▶ **HOW TO COMPLETE THIS TASK**
The whole listing should be written out again exactly.
┄┄┄┄┄┄┄┄┄┄
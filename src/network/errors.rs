use thiserror::Error;

// * Unified error type for AI provider calls.
#[derive(Error, Debug, Clone, PartialEq)]
pub enum ProviderError {
    #[error("Provider '{0}' is not configured (missing credentials)")]
    NotConfigured(String),

    #[error("Request failed: {0}")]
    RequestFailed(String),

    #[error("Invalid response: {0}")]
    InvalidResponse(String),
}

impl ProviderError {
    // * Transient errors may succeed if the caller retries the whole generation.
    pub fn is_transient(&self) -> bool {
        matches!(self, ProviderError::RequestFailed(_))
    }

    // * Short label used for metrics and stats.
    pub fn kind(&self) -> &'static str {
        match self {
            ProviderError::NotConfigured(_) => "not_configured",
            ProviderError::RequestFailed(_) => "request_failed",
            ProviderError::InvalidResponse(_) => "invalid_response",
        }
    }
}

impl From<reqwest::Error> for ProviderError {
    fn from(err: reqwest::Error) -> Self {
        if err.is_decode() {
            ProviderError::InvalidResponse(err.to_string())
        } else {
            ProviderError::RequestFailed(err.to_string())
        }
    }
}

impl From<serde_json::Error> for ProviderError {
    fn from(err: serde_json::Error) -> Self {
        ProviderError::InvalidResponse(err.to_string())
    }
}

impl From<url::ParseError> for ProviderError {
    fn from(err: url::ParseError) -> Self {
        ProviderError::RequestFailed(format!("invalid endpoint URL: {}", err))
    }
}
┄┄┄┄┄┄┄┄┄┄
▶ **ANSWER FOR THIS EXERCISE**
filename src/network/errors.rs
use thiserror::Error;

// * Unified error type for AI provider calls.
#[derive(Error, Debug, Clone, PartialEq)]
pub enum ProviderError {
    #[error("Provider '{0}' is not configured (missing credentials)")]
    NotConfigured(String),

    #[error("Request failed: {0}")]
    RequestFailed(String),

    #[error("Invalid response: {0}")]
    InvalidResponse(String),
}

impl ProviderError {
    // * Transient errors may succeed if the caller retries the whole generation.
    pub fn is_transient(&self) -> bool {
        matches!(self, ProviderError::RequestFailed(_))
    }

    // * Short label used for metrics and stats.
    pub fn kind(&self) -> &'static str {
        match self {
            ProviderError::NotConfigured(_) => "not_configured",
            ProviderError::RequestFailed(_) => "request_failed",
            ProviderError::InvalidResponse(_) => "invalid_response",
        }
    }
}

impl From<reqwest::Error> for ProviderError {
    fn from(err: reqwest::Error) -> Self {
        if err.is_decode() {
            ProviderError::InvalidResponse(err.to_string())
        } else {
            ProviderError::RequestFailed(err.to_string())
        }
    }
}

impl From<serde_json::Error> for ProviderError {
    fn from(err: serde_json::Error) -> Self {
        ProviderError::InvalidResponse(err.to_string())
    }
}

impl From<url::ParseError> for ProviderError {
    fn from(err: url::ParseError) -> Self {
        ProviderError::RequestFailed(format!("invalid endpoint URL: {}", err))
    }
}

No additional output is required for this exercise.